**TASK INSTRUCTIONS**
Copy the records exactly, every one of them.

Data entries
********************
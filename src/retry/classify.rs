//! Failure classification
//!
//! Decides whether a failed cache operation is worth retrying and whether
//! the connection itself has to be replaced first. Server error prefixes and
//! I/O error kinds are configurable because the boundary depends on the
//! server deployment.

use std::fmt;
use std::io;

use crate::utils::{CacheError, ConnectionError};

/// Failure classes
#[derive(Debug, Clone, Copy, PartialEq, Eq)]
pub enum FailureKind {
    /// Never retried
    Fatal,
    /// Retried on the same connection
    TransientOperation,
    /// Retried after a coalesced reconnect
    TransientConnection,
}

impl FailureKind {
    pub fn is_transient(self) -> bool {
        !matches!(self, FailureKind::Fatal)
    }
}

impl fmt::Display for FailureKind {
    fn fmt(&self, f: &mut fmt::Formatter<'_>) -> fmt::Result {
        f.write_str(match self {
            FailureKind::Fatal => "fatal",
            FailureKind::TransientOperation => "transient-operation",
            FailureKind::TransientConnection => "transient-connection",
        })
    }
}

#[derive(Debug, Clone)]
pub struct ErrorClassifier {
    /// Server error prefixes that mean the connection/topology is stale
    reconnect_prefixes: Vec<String>,
    /// Server error prefixes retried on the same connection
    retry_prefixes: Vec<String>,
    /// I/O failures retried on the same connection
    operation_io_kinds: Vec<io::ErrorKind>,
}

impl Default for ErrorClassifier {
    fn default() -> Self {
        Self {
            reconnect_prefixes: vec!["MOVED".to_string()],
            retry_prefixes: ["ASK", "TRYAGAIN", "CLUSTERDOWN", "LOADING", "BUSY", "MASTERDOWN"]
                .iter()
                .map(|s| s.to_string())
                .collect(),
            operation_io_kinds: vec![
                io::ErrorKind::TimedOut,
                io::ErrorKind::WouldBlock,
                io::ErrorKind::Interrupted,
            ],
        }
    }
}

impl ErrorClassifier {
    /// Treat server errors starting with `prefix` as a stale connection
    pub fn reconnect_on(mut self, prefix: &str) -> Self {
        self.forget(prefix);
        self.reconnect_prefixes.push(prefix.to_string());
        self
    }

    /// Retry server errors starting with `prefix` without reconnecting
    pub fn retry_on(mut self, prefix: &str) -> Self {
        self.forget(prefix);
        self.retry_prefixes.push(prefix.to_string());
        self
    }

    /// Make server errors starting with `prefix` fatal again
    pub fn never_retry(mut self, prefix: &str) -> Self {
        self.forget(prefix);
        self
    }

    /// Set the I/O error kinds that count as a single slow operation
    pub fn operation_io_kinds(mut self, kinds: Vec<io::ErrorKind>) -> Self {
        self.operation_io_kinds = kinds;
        self
    }

    fn forget(&mut self, prefix: &str) {
        self.reconnect_prefixes.retain(|p| p != prefix);
        self.retry_prefixes.retain(|p| p != prefix);
    }

    pub fn classify(&self, error: &CacheError) -> FailureKind {
        match error {
            CacheError::Server { message, .. } => self.classify_server_error(message),
            CacheError::Connection(ConnectionError::Io { source, .. }) => {
                if self.operation_io_kinds.contains(&source.kind()) {
                    FailureKind::TransientOperation
                } else {
                    FailureKind::TransientConnection
                }
            }
            CacheError::Connection(
                ConnectionError::ConnectFailed { .. } | ConnectionError::NoLink(_),
            ) => FailureKind::TransientConnection,
            CacheError::Connection(
                ConnectionError::AuthFailed { .. } | ConnectionError::TlsFailed(_),
            ) => FailureKind::Fatal,
            // Out-of-sync reply stream or stale slot map
            CacheError::Protocol { .. }
            | CacheError::Cluster(_)
            | CacheError::ReconnectFailed(_)
            | CacheError::ReconnectTimeout(_) => FailureKind::TransientConnection,
            CacheError::NotInitialized
            | CacheError::Disposed
            | CacheError::Cancelled
            | CacheError::Config(_) => FailureKind::Fatal,
        }
    }

    fn classify_server_error(&self, message: &str) -> FailureKind {
        let code = message.split_whitespace().next().unwrap_or("");
        if self.reconnect_prefixes.iter().any(|p| p == code) {
            FailureKind::TransientConnection
        } else if self.retry_prefixes.iter().any(|p| p == code) {
            FailureKind::TransientOperation
        } else {
            FailureKind::Fatal
        }
    }
}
********************
**ANSWER TO THE PROBLEM**
filename src/retry/classify.rs
//! Failure classification
//!
//! Decides whether a failed cache operation is worth retrying and whether
//! the connection itself has to be replaced first. Server error prefixes and
//! I/O error kinds are configurable because the boundary depends on the
//! server deployment.

use std::fmt;
use std::io;

use crate::utils::{CacheError, ConnectionError};

/// Failure classes
#[derive(Debug, Clone, Copy, PartialEq, Eq)]
pub enum FailureKind {
    /// Never retried
    Fatal,
    /// Retried on the same connection
    TransientOperation,
    /// Retried after a coalesced reconnect
    TransientConnection,
}

impl FailureKind {
    pub fn is_transient(self) -> bool {
        !matches!(self, FailureKind::Fatal)
    }
}

impl fmt::Display for FailureKind {
    fn fmt(&self, f: &mut fmt::Formatter<'_>) -> fmt::Result {
        f.write_str(match self {
            FailureKind::Fatal => "fatal",
            FailureKind::TransientOperation => "transient-operation",
            FailureKind::TransientConnection => "transient-connection",
        })
    }
}

#[derive(Debug, Clone)]
pub struct ErrorClassifier {
    /// Server error prefixes that mean the connection/topology is stale
    reconnect_prefixes: Vec<String>,
    /// Server error prefixes retried on the same connection
    retry_prefixes: Vec<String>,
    /// I/O failures retried on the same connection
    operation_io_kinds: Vec<io::ErrorKind>,
}

impl Default for ErrorClassifier {
    fn default() -> Self {
        Self {
            reconnect_prefixes: vec!["MOVED".to_string()],
            retry_prefixes: ["ASK", "TRYAGAIN", "CLUSTERDOWN", "LOADING", "BUSY", "MASTERDOWN"]
                .iter()
                .map(|s| s.to_string())
                .collect(),
            operation_io_kinds: vec![
                io::ErrorKind::TimedOut,
                io::ErrorKind::WouldBlock,
                io::ErrorKind::Interrupted,
            ],
        }
    }
}

impl ErrorClassifier {
    /// Treat server errors starting with `prefix` as a stale connection
    pub fn reconnect_on(mut self, prefix: &str) -> Self {
        self.forget(prefix);
        self.reconnect_prefixes.push(prefix.to_string());
        self
    }

    /// Retry server errors starting with `prefix` without reconnecting
    pub fn retry_on(mut self, prefix: &str) -> Self {
        self.forget(prefix);
        self.retry_prefixes.push(prefix.to_string());
        self
    }

    /// Make server errors starting with `prefix` fatal again
    pub fn never_retry(mut self, prefix: &str) -> Self {
        self.forget(prefix);
        self
    }

    /// Set the I/O error kinds that count as a single slow operation
    pub fn operation_io_kinds(mut self, kinds: Vec<io::ErrorKind>) -> Self {
        self.operation_io_kinds = kinds;
        self
    }

    fn forget(&mut self, prefix: &str) {
        self.reconnect_prefixes.retain(|p| p != prefix);
        self.retry_prefixes.retain(|p| p != prefix);
    }

    pub fn classify(&self, error: &CacheError) -> FailureKind {
        match error {
            CacheError::Server { message, .. } => self.classify_server_error(message),
            CacheError::Connection(ConnectionError::Io { source, .. }) => {
                if self.operation_io_kinds.contains(&source.kind()) {
                    FailureKind::TransientOperation
                } else {
                    FailureKind::TransientConnection
                }
            }
            CacheError::Connection(
                ConnectionError::ConnectFailed { .. } | ConnectionError::NoLink(_),
            ) => FailureKind::TransientConnection,
            CacheError::Connection(
                ConnectionError::AuthFailed { .. } | ConnectionError::TlsFailed(_),
            ) => FailureKind::Fatal,
            // Out-of-sync reply stream or stale slot map
            CacheError::Protocol { .. }
            | CacheError::Cluster(_)
            | CacheError::ReconnectFailed(_)
            | CacheError::ReconnectTimeout(_) => FailureKind::TransientConnection,
            CacheError::NotInitialized
            | CacheError::Disposed
            | CacheError::Cancelled
            | CacheError::Config(_) => FailureKind::Fatal,
        }
    }

    fn classify_server_error(&self, message: &str) -> FailureKind {
        let code = message.split_whitespace().next().unwrap_or("");
        if self.reconnect_prefixes.iter().any(|p| p == code) {
            FailureKind::TransientConnection
        } else if self.retry_prefixes.iter().any(|p| p == code) {
            FailureKind::TransientOperation
        } else {
            FailureKind::Fatal
        }
    }
}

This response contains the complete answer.